Data records Start Marker

//! Query dispatch: identifier lookup or full-text search.

use std::sync::Arc;

use crate::client::{OrcidClient, ProfileSource};
use crate::config::Config;
use crate::error::ServiceResult;
use crate::identifier::{Identifier, UriSpace};
use crate::lucene::lucene_query;
use crate::mapper::map_profile;
use crate::models::{ConceptQuery, Page};

/// Lucene field searched for free-text queries.
pub const SEARCH_FIELD: &str = "text";

/// JSKOS service backed by ORCID.
#[derive(Clone)]
pub struct OrcidService {
    source: Arc<dyn ProfileSource>,
    uri_space: UriSpace,
}

impl OrcidService {
    /// Create a service on top of an ORCID client.
    #[must_use]
    pub fn new(client: OrcidClient) -> Self {
        Self::with_source(Arc::new(client), UriSpace::orcid())
    }

    /// Create a service on top of any profile source.
    #[must_use]
    pub fn with_source(source: Arc<dyn ProfileSource>, uri_space: UriSpace) -> Self {
        Self { source, uri_space }
    }

    /// Create a service and its client from configuration.
    ///
    /// # Errors
    ///
    /// Returns error if HTTP client initialization fails.
    pub fn from_config(config: Config) -> anyhow::Result<Self> {
        Ok(Self::new(OrcidClient::new(config)?))
    }

    /// URI space of recognized identifiers.
    #[must_use]
    pub const fn uri_space(&self) -> &UriSpace {
        &self.uri_space
    }

    /// Whether upstream requests can be authenticated.
    #[must_use]
    pub fn has_credentials(&self) -> bool {
        self.source.has_credentials()
    }

    /// Find the identifier a lookup query refers to.
    ///
    /// Tries `notation` (bare or URI), then `uri`, then the residual path. When both
    /// `notation` and `uri` are given they must agree. Empty parameters count as absent.
    #[must_use]
    pub fn resolve(&self, query: &ConceptQuery) -> Option<Identifier> {
        let by_notation = query
            .notation
            .as_deref()
            .filter(|n| !n.is_empty())
            .map(|n| self.uri_space.recognize(n));
        let by_uri = query
            .uri
            .as_deref()
            .filter(|u| !u.is_empty())
            .map(|u| self.uri_space.match_uri(u));

        match (by_notation, by_uri) {
            (Some(a), Some(b)) => a.filter(|a| b.as_ref() == Some(a)),
            (Some(id), None) | (None, Some(id)) => id,
            (None, None) => query.path_notation().and_then(|p| self.uri_space.recognize(p)),
        }
    }

    /// Answer a query, reporting upstream faults.
    ///
    /// A non-empty `search` parameter takes precedence over identifier lookup.
    ///
    /// # Errors
    ///
    /// Returns error if the upstream API fails. Unknown identifiers, missing
    /// credentials and unrecognized queries are empty pages, not errors.
    pub async fn try_query(&self, query: &ConceptQuery) -> ServiceResult<Page> {
        if let Some(term) = query.search_term() {
            let clause = lucene_query(SEARCH_FIELD, term);
            tracing::debug!(query = %clause, "Searching ORCID profiles");

            let Some(results) = self.source.search_profiles(&clause).await? else {
                return Ok(Page::empty());
            };

            let concepts = results
                .results
                .iter()
                .map(|hit| map_profile(&hit.orcid_profile))
                .collect();
            return Ok(Page::from_concepts(concepts));
        }

        let Some(id) = self.resolve(query) else {
            tracing::debug!(?query, "No ORCID identifier in query");
            return Ok(Page::empty());
        };

        tracing::debug!(notation = %id.notation, "Fetching ORCID profile");
        let profile = self.source.fetch_profile(&id.notation).await?;

        Ok(Page::single(profile.as_ref().map(map_profile)))
    }

    /// Answer a query; upstream faults yield an empty page.
    pub async fn query(&self, query: &ConceptQuery) -> Page {
        match self.try_query(query).await {
            Ok(page) => page,
            Err(e) => {
                tracing::warn!(error = %e, "ORCID request failed, returning empty result");
                Page::empty()
            }
        }
    }
}

impl std::fmt::Debug for OrcidService {
    fn fmt(&self, f: &mut std::fmt::Formatter<'_>) -> std::fmt::Result {
        f.debug_struct("OrcidService")
            .field("uri_space", &self.uri_space.base())
            .field("has_credentials", &self.has_credentials())
            .finish()
    }
}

Data records End Marker

### Task directions
Provide an exact transcript of the lines from the one that holds "let profile = self.source.fetch_profile(&id.notation).await?;" through the final line of the data above.

### Task output
        let profile = self.source.fetch_profile(&id.notation).await?;

        Ok(Page::single(profile.as_ref().map(map_profile)))
    }

    /// Answer a query; upstream faults yield an empty page.
    pub async fn query(&self, query: &ConceptQuery) -> Page {
        match self.try_query(query).await {
            Ok(page) => page,
            Err(e) => {
                tracing::warn!(error = %e, "ORCID request failed, returning empty result");
                Page::empty()
            }
        }
    }
}

impl std::fmt::Debug for OrcidService {
    fn fmt(&self, f: &mut std::fmt::Formatter<'_>) -> std::fmt::Result {
        f.debug_struct("OrcidService")
            .field("uri_space", &self.uri_space.base())
            .field("has_credentials", &self.has_credentials())
            .finish()
    }
}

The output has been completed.